Well, it's taken nearly a month to construct, write, neatly package, and deliver it, but here it finally is: The 1st Annual Stavers Awards, and the Top 12 Albums of 2008! Each entry has earned its place through the exceptional demonstration of songwriting, muscianship, and generally being fun to listen to, but keep in mind that these elements have been judged solely by me, the writer. If the list seems biased in any way, that's because it technically is. So if you disagree with the placement (just know that the race was pretty tight, especially towards the top of the list) or if you think I missed an important contender, then...well, that's what the comments section is for!

So here's how this works: each album will be accompanied by a miniature review containing the reasons for why it was selected, along with three informational subcategories. The first, Reccomended First Listens, lists the songs I believe serve the best for being introduced to the sound of the album (important to getting used to the more extreme stuff on the list). Stavers' Top Picks, meanwhile, are the songs that I have chosen to be the best of the lineup, the elite ones that demonstrate the best that the album has to offer. Finally, there are the Bonus Achievements, tiny awards given for special provisos the album gives us (please, don't take them too seriously). Oh, and you may be wondering, "why twelve, of all numbers?". And I have a perfectly good answer to that....
.... with that all explained, we can start this countdown of awesome! The envelope, please...

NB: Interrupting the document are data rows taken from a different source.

use std::collections::BTreeMap;
use std::time::Duration;

use crate::column_generation::column_pool::ColumnPools;
use crate::config::CgConfig;
use crate::domain::id::{BatchId, LinkId, ServiceId, VnfId};
use crate::domain::network::SubstrateSnapshot;
use crate::domain::time_matrix::TimeMatrix;
use crate::error::CgError;
use crate::solver::{Cmp, ConstrId, LinExpr, Model, Sense, SolveStatus, Solver, VarId, VarKind};

/// Dual prices handed from the master to pricing: one per service row, per VNF-slot row and per
/// link-slot row. Rows the master did not build have price zero.
#[derive(Debug, Clone, PartialEq)]
pub struct DualPrices {
    services: BTreeMap<ServiceId, f64>,
    vnf: TimeMatrix<f64>,
    link: TimeMatrix<f64>,
}

impl DualPrices {
    pub fn zero(vnf_count: usize, link_count: usize, horizon: usize) -> Self {
        Self { services: BTreeMap::new(), vnf: TimeMatrix::new(vnf_count, horizon), link: TimeMatrix::new(link_count, horizon) }
    }

    pub fn service(&self, service: ServiceId) -> f64 {
        self.services.get(&service).copied().unwrap_or(0.0)
    }

    pub fn vnf(&self, vnf: VnfId, slot: usize) -> f64 {
        self.vnf.get(vnf.index(), slot)
    }

    pub fn link(&self, link: LinkId, slot: usize) -> f64 {
        self.link.get(link.index(), slot)
    }

    pub fn set_service(&mut self, service: ServiceId, price: f64) {
        self.services.insert(service, price);
    }

    pub fn set_vnf(&mut self, vnf: VnfId, slot: usize, price: f64) {
        self.vnf.set(vnf.index(), slot, price);
    }

    pub fn set_link(&mut self, link: LinkId, slot: usize, price: f64) {
        self.link.set(link.index(), slot, price);
    }
}

/// Result of one master solve.
#[derive(Debug, Clone)]
pub struct MasterSolution {
    pub status: SolveStatus,
    pub objective: f64,
    pub elapsed: Duration,

    /// `(service, id_per_service, λ)` for every column with a positive value.
    pub selection: Vec<(ServiceId, usize, f64)>,

    /// Only present for the relaxation.
    pub duals: Option<DualPrices>,
}

impl MasterSolution {
    /// Columns chosen by the integer solve, at most one per service.
    pub fn selected(&self) -> impl Iterator<Item = (ServiceId, usize)> + '_ {
        self.selection.iter().filter(|(_, _, value)| *value > 0.5).map(|(service, index, _)| (*service, *index))
    }
}

/// Rows of the built master model, kept to read duals back.
#[derive(Debug, Default)]
struct MasterRows {
    services: Vec<(ServiceId, ConstrId)>,
    vnf: Vec<(VnfId, usize, ConstrId)>,
    link: Vec<(LinkId, usize, ConstrId)>,
}

/// Restricted master problem over the column pools of one batch.
///
/// ```text
/// max  Σ profit_k · λ_k
/// s.t. Σ_{k of s} λ_k            ≤ 1                    for every service s
///      Σ_k r_k[f][δ] · λ_k       ≤ available(f, δ)      for every used VNF slot
///      Σ_k o_k[l][δ] · λ_k       ≤ residual(l, δ)       for every used link slot
/// ```
pub struct RestrictedMaster<'a> {
    batch: BatchId,
    pools: &'a ColumnPools,
    snapshot: &'a SubstrateSnapshot,
    config: &'a CgConfig,
}

impl<'a> RestrictedMaster<'a> {
    pub fn new(batch: BatchId, pools: &'a ColumnPools, snapshot: &'a SubstrateSnapshot, config: &'a CgConfig) -> Self {
        Self { batch, pools, snapshot, config }
    }

    fn build(&self, integer: bool) -> (Model, Vec<(ServiceId, usize, VarId)>, MasterRows) {
        let name = format!("master-batch-{}-{}", self.batch, if integer { "ilp" } else { "lp" });
        let mut model = Model::new(name, Sense::Maximize);
        let mut lambdas = Vec::new();
        let mut rows = MasterRows::default();

        let mut vnf_rows: BTreeMap<(usize, usize), LinExpr> = BTreeMap::new();
        let mut link_rows: BTreeMap<(usize, usize), LinExpr> = BTreeMap::new();

        for (service, pool) in self.pools.iter() {
            let mut cover = LinExpr::new();

            for (index, column) in pool.columns().iter().enumerate() {
                let var_name = format!("lambda_{}_{}", service, index);
                let var = if integer {
                    model.add_binary(var_name, column.profit())
                } else {
                    model.add_var(var_name, VarKind::Continuous, 0.0, f64::INFINITY, column.profit())
                };
                cover.add(var, 1.0);
                lambdas.push((service, index, var));

                for (f, slot, used) in column.vnf_usage().nonzero() {
                    vnf_rows.entry((f, slot)).or_default().add(var, f64::from(used));
                }
                for (l, slot, carried) in column.link_usage().nonzero() {
                    link_rows.entry((l, slot)).or_default().add(var, carried as f64);
                }
            }

            if !cover.is_empty() {
                let row = model.add_constraint(format!("cover_{}", service), cover, Cmp::Le, 1.0);
                rows.services.push((service, row));
            }
        }

        for ((f, slot), expr) in vnf_rows {
            let vnf = VnfId::new(f);
            let available = if self.snapshot.vnf_available(vnf, slot) { 1.0 } else { 0.0 };
            let row = model.add_constraint(format!("vnf_{}_{}", f, slot), expr, Cmp::Le, available);
            rows.vnf.push((vnf, slot, row));
        }
        for ((l, slot), expr) in link_rows {
            let link = LinkId::new(l);
            let residual = self.snapshot.link_residual(link, slot).max(0) as f64;
            let row = model.add_constraint(format!("link_{}_{}", l, slot), expr, Cmp::Le, residual);
            rows.link.push((link, slot, row));
        }

        (model, lambdas, rows)
    }

    /// Solves the LP relaxation and extracts the duals.
    pub fn solve_relaxation<S: Solver>(&self, solver: &S) -> Result<MasterSolution, CgError> {
        let (model, lambdas, rows) = self.build(false);
        let solution = solver.solve(&model, &self.config.master_control())?;
        self.check_status(solution.status)?;

        let vnf_count = self.snapshot.vnf_availability().rows();
        let link_count = self.snapshot.link_residuals().rows();
        let mut duals = DualPrices::zero(vnf_count, link_count, self.snapshot.horizon());

        // Clamp solver noise, prices of `<=` rows in a maximisation are non-negative.
        let price = |row: ConstrId| solution.dual(row).unwrap_or(0.0).max(0.0);
        for &(service, row) in &rows.services {
            duals.set_service(service, price(row));
        }
        for &(vnf, slot, row) in &rows.vnf {
            duals.set_vnf(vnf, slot, price(row));
        }
        for &(link, slot, row) in &rows.link {
            duals.set_link(link, slot, price(row));
        }

        Ok(MasterSolution {
            status: solution.status,
            objective: solution.objective,
            elapsed: solution.elapsed,
            selection: Self::selection(&lambdas, |var| solution.value(var)),
            duals: Some(duals),
        })
    }

    /// Solves the master with binary column choices.
    pub fn solve_integer<S: Solver>(&self, solver: &S) -> Result<MasterSolution, CgError> {
        let (model, lambdas, _) = self.build(true);
        let solution = solver.solve(&model, &self.config.master_control())?;
        self.check_status(solution.status)?;

        Ok(MasterSolution {
            status: solution.status,
            objective: solution.objective,
            elapsed: solution.elapsed,
            selection: Self::selection(&lambdas, |var| solution.value(var)),
            duals: None,
        })
    }

    fn check_status(&self, status: SolveStatus) -> Result<(), CgError> {
        match status {
            SolveStatus::Optimal | SolveStatus::Feasible => Ok(()),
            SolveStatus::Infeasible => Err(CgError::MasterInfeasible { batch: self.batch }),
            other => Err(CgError::MasterFailed { batch: self.batch, status: format!("{:?}", other) }),
        }
    }

    fn selection(lambdas: &[(ServiceId, usize, VarId)], value: impl Fn(VarId) -> f64) -> Vec<(ServiceId, usize, f64)> {
        lambdas.iter().map(|&(service, index, var)| (service, index, value(var))).filter(|(_, _, v)| *v > 1e-9).collect()
    }
}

12. Jeff Loomis – Zero Order Phase

Why the public has yet to embrace instrumental music has always puzzled me; given the general abhorrence of respectable lyrics in mainstream culture one would think it would make a perfect fit. For those of us who can appreciate a break from the human voice for a little bit, the guitarist from Nevermore made a nice little solo project entitled Zero Order Phase. There’s no real meaning behind the titles of either the songs or the album itself; all the emotion is spurred from the music itself, which is obviously done quite well. One could argue that the entire experience cycles around Loomis’ mastery of sick guitar licks, and that’s essentially an apt ideology. Still, the guitar-work alone is some of the best 2008 had to offer, which makes Zero Order Phase more than eligible for a spot on the list in my book.

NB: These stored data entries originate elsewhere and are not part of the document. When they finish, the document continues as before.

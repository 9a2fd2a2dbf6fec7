use rand::rngs::StdRng;
use rand::{Rng, SeedableRng};

use vnf_cg_scheduler::column_generation::driver::ColumnGeneration;
use vnf_cg_scheduler::column_generation::master::DualPrices;
use vnf_cg_scheduler::column_generation::pricing::{PricingOutcome, PricingSubproblem};
use vnf_cg_scheduler::column_generation::verification::{Inconsistency, RawAssignment, verify_admitted, verify_assignment};
use vnf_cg_scheduler::config::CgConfig;
use vnf_cg_scheduler::domain::configuration::Configuration;
use vnf_cg_scheduler::domain::id::{BatchId, IdGenerator, MachineId, NetworkId, ServiceId};
use vnf_cg_scheduler::domain::network::{Network, VnfType};
use vnf_cg_scheduler::domain::service::Service;
use vnf_cg_scheduler::solver::ScipSolver;

const HORIZON: usize = 8;

/// Path 0 - 1 - 2, sometimes closed to a triangle, with one VNF per type and a spare one.
fn random_network(rng: &mut StdRng) -> Network {
    let mut network = Network::new(NetworkId::new(0), 3, false);
    network.add_link(MachineId::new(0), MachineId::new(1), rng.random_range(2..=10), 1.0).unwrap();
    network.add_link(MachineId::new(1), MachineId::new(2), rng.random_range(2..=10), 1.0).unwrap();
    if rng.random_bool(0.5) {
        network.add_link(MachineId::new(0), MachineId::new(2), rng.random_range(2..=10), 2.0).unwrap();
    }

    for vnf_type in 0..3 {
        network.add_vnf(MachineId::new(rng.random_range(0..3)), VnfType(vnf_type)).unwrap();
    }
    network.add_vnf(MachineId::new(rng.random_range(0..3)), VnfType(rng.random_range(0..3))).unwrap();
    network
}

fn random_services(rng: &mut StdRng, count: usize) -> Vec<Service> {
    (0..count)
        .map(|s| {
            let length = rng.random_range(1..=3);
            let chain: Vec<(VnfType, u32)> = (0..length).map(|_| (VnfType(rng.random_range(0..3)), rng.random_range(1..=2))).collect();
            let bandwidth = rng.random_range(1..=4);
            Service::new(ServiceId::new(s), &chain, bandwidth).with_traffic_size(rng.random_range(bandwidth..=2 * bandwidth))
        })
        .collect()
}

fn zero_dual_column(network: &Network, service: &Service, config: &CgConfig, ids: &mut IdGenerator) -> Option<Configuration> {
    let snapshot = network.snapshot(0, HORIZON);
    let duals = DualPrices::zero(network.vnfs().len(), network.links().len(), HORIZON);
    match PricingSubproblem::new(network, &snapshot, config, &ScipSolver).price(service, &duals, ids).unwrap() {
        PricingOutcome::Column { configuration, .. } => Some(configuration),
        _ => None,
    }
}

#[test]
fn test_random_columns_survive_round_trip() {
    let config = CgConfig { horizon: HORIZON, ..CgConfig::default() };
    let mut ids = IdGenerator::new();
    let mut checked = 0;

    for seed in 0..4 {
        let mut rng = StdRng::seed_from_u64(seed);
        let network = random_network(&mut rng);
        let snapshot = network.snapshot(0, HORIZON);

        for service in random_services(&mut rng, 3) {
            let Some(configuration) = zero_dual_column(&network, &service, &config, &mut ids) else { continue };

            let plan = verify_assignment(&service, &network, &snapshot, &RawAssignment::from_configuration(&configuration)).unwrap();
            assert_eq!(&plan, configuration.plan());
            assert_eq!(plan.completion_time(&service), configuration.completion_time());
            checked += 1;
        }
    }

    assert!(checked > 0);
}

#[test]
fn test_tampered_usage_is_detected() {
    let config = CgConfig { horizon: HORIZON, ..CgConfig::default() };
    let mut rng = StdRng::seed_from_u64(7);
    let network = random_network(&mut rng);
    let snapshot = network.snapshot(0, HORIZON);
    let service = Service::new(ServiceId::new(0), &[(VnfType(0), 2), (VnfType(1), 1)], 2);

    let configuration = zero_dual_column(&network, &service, &config, &mut IdGenerator::new()).unwrap();
    let honest = RawAssignment::from_configuration(&configuration);

    let mut late = honest.clone();
    late.reported_completion += 1;
    let issues = verify_assignment(&service, &network, &snapshot, &late).unwrap_err();
    assert!(issues.iter().any(|i| matches!(i, Inconsistency::CompletionMismatch { .. })));

    let mut phantom = honest.clone();
    let (f, slot) = (0..phantom.reported_vnf_usage.rows())
        .flat_map(|f| (0..HORIZON).map(move |slot| (f, slot)))
        .find(|&(f, slot)| phantom.reported_vnf_usage.get(f, slot) == 0)
        .unwrap();
    phantom.reported_vnf_usage.set(f, slot, 1);
    let issues = verify_assignment(&service, &network, &snapshot, &phantom).unwrap_err();
    assert!(issues.iter().any(|i| matches!(i, Inconsistency::VnfUsageMismatch { reported: 1, reconstructed: 0, .. })));

    let mut doubled = honest;
    let first_start = doubled.starts[0][0];
    doubled.starts[0].push(first_start);
    let issues = verify_assignment(&service, &network, &snapshot, &doubled).unwrap_err();
    assert_eq!(issues, vec![Inconsistency::MultipleStarts { middlebox: 0, count: 2 }]);
}

#[test]
fn test_random_admitted_schedules_respect_resources_and_order() {
    let config = CgConfig { horizon: HORIZON, max_iterations: 10, ..CgConfig::default() };

    for seed in 10..13 {
        let mut rng = StdRng::seed_from_u64(seed);
        let network = random_network(&mut rng);
        let snapshot = network.snapshot(0, HORIZON);
        let services = random_services(&mut rng, 3);

        let outcome = ColumnGeneration::new(BatchId::new(0), &network, &snapshot, &config, &ScipSolver).run(&services, &mut IdGenerator::new());
        assert!(outcome.error.is_none(), "seed {}: {:?}", seed, outcome.error);

        let admitted: Vec<&Configuration> = outcome.selected_configurations().collect();
        assert!(verify_admitted(&admitted, &snapshot).is_empty());

        for configuration in admitted {
            let service = services.iter().find(|s| s.id == configuration.service()).unwrap();
            let plan = configuration.plan();
            let tau = service.transmission_time();

            for (e, transmission) in plan.transmissions.iter().enumerate() {
                let ready = plan.placements[e].start + service.middleboxes()[e].processing_time;
                let input_ready = match transmission {
                    Some(t) => {
                        assert!(t.start >= ready);
                        t.start + tau
                    }
                    None => ready,
                };
                assert!(plan.placements[e + 1].start >= input_ready);
            }
        }
    }
}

Recommended First Listens: Azure Haze, Sacristy, Departure
Stavers’ Top Picks: Jato Unit, Devil Theory, Miles of Machines
Bonus Achievements: Devin Townsend Award for Solo Project Achievement, Yngwie Malmsteen Award for Exceptional Shredding

11. Meshuggah – obZen

Imagine that a rogue supercomputer from the future broke some circuits, engineered unfeasible weapons of mass destruction, and started eliminating human life with all the precision and speed mankind’s technology could muster. That, in a way, is like listening to Meshuggah’s obZen, an album which overwhelms you with its dense, mechanical orchestration of dark energy. It lands low on the list mainly for being just that, not much more than an outright metal attack, yet it remains notable for having done it so well. The drumming on songs like Bleed, for instance, will have your mouth gaping, likely due to the coma induced by the guitarist’s and bassist’s desire to numb your senses with wicked experimental lines. Repetitive, sure, and largely inaccessible, certainly, but never say it’s not without benefit.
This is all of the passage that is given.